3

We currently use the %runquit macro function as detailed here (http://analytics.ncsu.edu/sesug/2010/CC07.Blanchette.pdf). The %runquit macro is shown below. It basically stops running any more SAS code when an error is encounterd, and can be used as a replacement for both the run and quit statements:

%macro runquit;
  ; run; quit;
  %if &syserr %then %abort cancel;
%mend;

Because using the outobs statement in proc sql triggers a system error (even when the nowarn option is specified) it means we are unable to use the %runquit macro when we need to use the outobs= option.

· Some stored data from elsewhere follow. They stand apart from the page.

//! Löschen von Items inklusive Aufräumen verwaister Nodes.

use std::collections::HashSet;

use crate::core::error::TopologyResult;
use crate::core::items::ItemData;
use crate::core::{propagation, Direction, ItemId, Map, NodeId, Owner};

use super::{normalize_prefab_node, recolor};

/// Löscht ein Item.
///
/// Slaves eines Prefabs und Kinder eines Compounds werden mitgelöscht.
/// Nodes ohne verbleibende Referenz werden entfernt; Nachbarn verlieren ihren
/// Verweis auf das gelöschte Item und werden neu gefärbt und ausgerichtet.
pub fn delete_item(map: &mut Map, item: ItemId) -> TopologyResult<()> {
    map.item_entry(item)?;

    let mut order = Vec::new();
    collect_dependents(map, item, &mut order, &mut HashSet::new());

    let mut touched = Vec::new();
    for id in order {
        delete_single(map, id, &mut touched);
    }

    touched.retain(|node| map.node(*node).is_some());
    touched.sort_unstable();
    touched.dedup();
    for node in &touched {
        normalize_prefab_node(map, *node);
        recolor(map, *node);
    }
    propagation::recalculate_around_nodes(map, &touched);
    Ok(())
}

/// Abhängige Items zuerst (Kinder vor Eltern).
fn collect_dependents(
    map: &Map,
    item: ItemId,
    order: &mut Vec<ItemId>,
    seen: &mut HashSet<ItemId>,
) {
    if !seen.insert(item) {
        return;
    }
    let Some(entry) = map.item(item) else {
        return;
    };
    let children: Vec<ItemId> = match &entry.data {
        ItemData::Prefab(prefab) => prefab.shape.slaves.iter().filter_map(|r| r.resolved()).collect(),
        ItemData::Compound(compound) => compound.items.iter().filter_map(|r| r.resolved()).collect(),
        _ => Vec::new(),
    };
    for child in children {
        collect_dependents(map, child, order, seen);
    }
    order.push(item);
}

fn delete_single(map: &mut Map, item: ItemId, touched: &mut Vec<NodeId>) {
    let Some(entry) = map.item(item) else {
        return;
    };
    let uid = entry.uid;
    let owner = entry.owner();
    let nodes = entry.nodes();
    let master = match &entry.data {
        ItemData::Company(slave) => slave.shape.prefab.resolved(),
        ItemData::Service(slave) => slave.shape.prefab.resolved(),
        _ => None,
    };
    let compound_nodes: Vec<NodeId> = match &entry.data {
        ItemData::Compound(compound) => compound.nodes.iter().filter_map(|r| r.resolved()).collect(),
        _ => Vec::new(),
    };

    if let Some(master) = master {
        if let Some(ItemData::Prefab(prefab)) = map.item_mut(master).map(|i| &mut i.data) {
            prefab.shape.slaves.retain(|r| !r.points_to(item));
        }
    }
    if let Owner::Compound(compound) = owner {
        if let Some(ItemData::Compound(data)) = map.item_mut(compound).map(|i| &mut i.data) {
            data.items.retain(|r| !r.points_to(item));
        }
    }

    for node in nodes {
        let Some(entry) = map.node_mut(node) else {
            continue;
        };
        for direction in [Direction::Backward, Direction::Forward] {
            if entry.item_in(direction) == Some(item) {
                entry.set_item_in(direction, None);
            }
        }
        if entry.is_orphaned() {
            remove_orphan(map, node);
        } else {
            map.refresh_node_sectors(node);
            touched.push(node);
        }
    }
    // Nach dem Löschen aller Kinder verbleibende Compound-Nodes
    for node in compound_nodes {
        if map.node(node).is_some_and(|n| n.is_orphaned()) {
            remove_orphan(map, node);
        }
    }

    map.remove_item(item);
    log::debug!("Item {uid:#x} geloescht");
}

fn remove_orphan(map: &mut Map, node: NodeId) {
    if let Some(Owner::Compound(compound)) = map.node(node).map(|n| n.owner()) {
        if let Some(ItemData::Compound(data)) = map.item_mut(compound).map(|i| &mut i.data) {
            data.nodes.retain(|r| !r.points_to(node));
        }
    }
    map.remove_node(node);
}
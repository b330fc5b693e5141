//! Schreibt eine Karte als Sektor-Dateien.
//!
//! Die Puffer entstehen parallel pro Sektor aus einer unveränderten Karte,
//! geschrieben wird danach sequenziell.

use std::collections::{BTreeMap, BTreeSet, HashSet};
use std::fs;
use std::path::Path;

use anyhow::{Context, Result};
use rayon::prelude::*;

use super::sector_file::{write_data_file, write_desc_file, write_item_file};
use super::FORMAT_VERSION;
use crate::core::items::Item;
use crate::core::{
    ItemData, ItemFileRole, Map, Node, Owner, SectorBounds, SectorCoord, SectorDescriptor,
    SectorFileKind, POSITION_SCALE,
};

/// Zusammenfassung eines Speichervorgangs.
#[derive(Debug, Clone, Default, PartialEq)]
pub struct SaveReport {
    pub sectors: usize,
    pub files_written: usize,
    pub files_removed: usize,
}

/// Inhalt eines Sektors für den Schreibvorgang.
#[derive(Debug, Default)]
struct SectorPlan<'a> {
    base_items: Vec<&'a Item>,
    aux_items: Vec<&'a Item>,
    base_nodes: Vec<&'a Node>,
    aux_nodes: Vec<&'a Node>,
}

/// Speichert alle Sektoren nach `dir`; nicht mehr belegte Sektor-Dateien
/// werden entfernt.
pub fn save_map(map: &Map, dir: &Path) -> Result<SaveReport> {
    let plans = plan_sectors(map);

    let buffers = plans
        .par_iter()
        .map(|(coord, plan)| build_sector(map, *coord, plan))
        .collect::<Result<Vec<_>>>()?;

    fs::create_dir_all(dir)
        .with_context(|| format!("Zielverzeichnis nicht anlegbar: {}", dir.display()))?;

    let mut report = SaveReport {
        sectors: plans.len(),
        ..SaveReport::default()
    };
    let mut written = HashSet::new();
    for (coord, files) in buffers {
        for (kind, bytes) in files {
            let name = kind.file_name(coord);
            let path = dir.join(&name);
            fs::write(&path, bytes)
                .with_context(|| format!("Datei nicht schreibbar: {}", path.display()))?;
            written.insert(name);
            report.files_written += 1;
        }
    }

    report.files_removed = remove_stale_files(dir, &written)?;
    log::info!(
        "Karte gespeichert: {} Sektoren, {} Dateien ({} veraltete entfernt)",
        report.sectors,
        report.files_written,
        report.files_removed
    );
    Ok(report)
}

/// Verteilt Root-Items und Root-Nodes auf Sektoren und Dateirollen.
///
/// Die Rolle eines Items wird beim Speichern neu bestimmt; ein Node landet
/// in der Aux-Datei, wenn alle seine Items Aux-Items sind.
fn plan_sectors(map: &Map) -> BTreeMap<SectorCoord, SectorPlan<'_>> {
    let mut plans: BTreeMap<SectorCoord, SectorPlan<'_>> = map
        .sectors()
        .map(|sector| (sector.coord, SectorPlan::default()))
        .collect();

    for sector in map.sectors() {
        for id in sector.items() {
            let Some(item) = map.item(id) else {
                continue;
            };
            let plan = plans.entry(sector.coord).or_default();
            match item.file_role() {
                ItemFileRole::Base => plan.base_items.push(item),
                ItemFileRole::Aux => plan.aux_items.push(item),
            }
        }
    }

    for (_, node) in map.nodes() {
        if node.owner() != Owner::Root {
            continue;
        }
        let coord = map.sector_of(node.position());
        let mut roles = node
            .items()
            .filter_map(|id| map.item(id))
            .map(Item::file_role)
            .peekable();
        let aux = roles.peek().is_some() && roles.all(|role| role == ItemFileRole::Aux);
        let plan = plans.entry(coord).or_default();
        if aux {
            plan.aux_nodes.push(node);
        } else {
            plan.base_nodes.push(node);
        }
    }
    plans
}

type SectorBuffers = (SectorCoord, Vec<(SectorFileKind, Vec<u8>)>);

/// Serialisiert einen Sektor in seine (bis zu vier) Dateien.
fn build_sector(map: &Map, coord: SectorCoord, plan: &SectorPlan<'_>) -> Result<SectorBuffers> {
    let context = || format!("Sektor {coord} nicht serialisierbar");
    let mut files = Vec::with_capacity(4);

    files.push((
        SectorFileKind::Base,
        write_item_file(map, coord, &plan.base_items, &plan.base_nodes).with_context(context)?,
    ));
    if !plan.aux_items.is_empty() || !plan.aux_nodes.is_empty() {
        files.push((
            SectorFileKind::Aux,
            write_item_file(map, coord, &plan.aux_items, &plan.aux_nodes).with_context(context)?,
        ));
    }

    let payload_items: Vec<&Item> = plan
        .base_items
        .iter()
        .flat_map(|item| std::iter::once(*item).chain(compound_children(map, item)))
        .collect();
    if let Some(bytes) = write_data_file(&payload_items).with_context(context)? {
        files.push((SectorFileKind::Data, bytes));
    }

    let mut descriptor = map
        .sector(coord)
        .map(|sector| sector.descriptor.clone())
        .unwrap_or_else(|| SectorDescriptor::new(FORMAT_VERSION));
    descriptor.version = FORMAT_VERSION;
    descriptor.bounds = sector_bounds(map, coord, plan);
    files.push((SectorFileKind::Desc, write_desc_file(&descriptor)));

    log::debug!(
        "Sektor {coord}: {} Base-Items, {} Aux-Items, {} Nodes",
        plan.base_items.len(),
        plan.aux_items.len(),
        plan.base_nodes.len() + plan.aux_nodes.len()
    );
    Ok((coord, files))
}

fn compound_children<'a>(map: &'a Map, item: &'a Item) -> Vec<&'a Item> {
    match &item.data {
        ItemData::Compound(compound) => compound
            .items
            .iter()
            .filter_map(|r| r.resolved())
            .filter_map(|id| map.item(id))
            .collect(),
        _ => Vec::new(),
    }
}

/// Sektor-Rechteck, erweitert um alle Nodes der Items im Sektor.
fn sector_bounds(map: &Map, coord: SectorCoord, plan: &SectorPlan<'_>) -> SectorBounds {
    let size = map.sector_size() as f64 * POSITION_SCALE as f64;
    let clamp = |v: f64| v.clamp(i32::MIN as f64, i32::MAX as f64) as i32;
    let mut bounds = SectorBounds {
        min_x: clamp(coord.x as f64 * size),
        min_z: clamp(coord.z as f64 * size),
        max_x: clamp((coord.x as f64 + 1.0) * size),
        max_z: clamp((coord.z as f64 + 1.0) * size),
    };

    let mut nodes = BTreeSet::new();
    for item in plan.base_items.iter().chain(&plan.aux_items) {
        nodes.extend(item.shape().node_refs().iter().filter_map(|r| r.resolved()));
        if let ItemData::Compound(compound) = &item.data {
            nodes.extend(compound.nodes.iter().filter_map(|r| r.resolved()));
        }
    }
    for node in nodes.into_iter().filter_map(|id| map.node(id)) {
        let position = node.fixed_position();
        bounds.min_x = bounds.min_x.min(position.x);
        bounds.min_z = bounds.min_z.min(position.z);
        bounds.max_x = bounds.max_x.max(position.x);
        bounds.max_z = bounds.max_z.max(position.z);
    }
    bounds
}

/// Löscht Sektor-Dateien, die beim aktuellen Speichern nicht entstanden sind.
fn remove_stale_files(dir: &Path, written: &HashSet<String>) -> Result<usize> {
    let entries = fs::read_dir(dir)
        .with_context(|| format!("Zielverzeichnis nicht lesbar: {}", dir.display()))?;
    let mut removed = 0;
    for entry in entries {
        let entry = entry.with_context(|| format!("Fehler beim Lesen von {}", dir.display()))?;
        let name = entry.file_name().to_string_lossy().into_owned();
        if SectorCoord::parse_file_name(&name).is_none() || written.contains(&name) {
            continue;
        }
        let path = entry.path();
        fs::remove_file(&path)
            .with_context(|| format!("Veraltete Datei nicht loeschbar: {}", path.display()))?;
        log::debug!("Veraltete Sektor-Datei entfernt: {name}");
        removed += 1;
    }
    Ok(removed)
}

The below example will generate the following warning message:

proc sql noprint outobs=3 /*nowarn*/;
  create table tmp as
  select age, count(*) as freq
  from sashelp.class
  group by 1
  order by 2 desc
  ;
%runquit;

WARNING: Statement terminated early due to OUTOBS=3 option.

Thank you SAS for the completely unnecessary warning. The behaviour is obviously expected because I explicitly wrote code to ask for it. I don't see warnings given when we specify inobs= and outobs= on a set statement. Why does proc sql get the special treatment?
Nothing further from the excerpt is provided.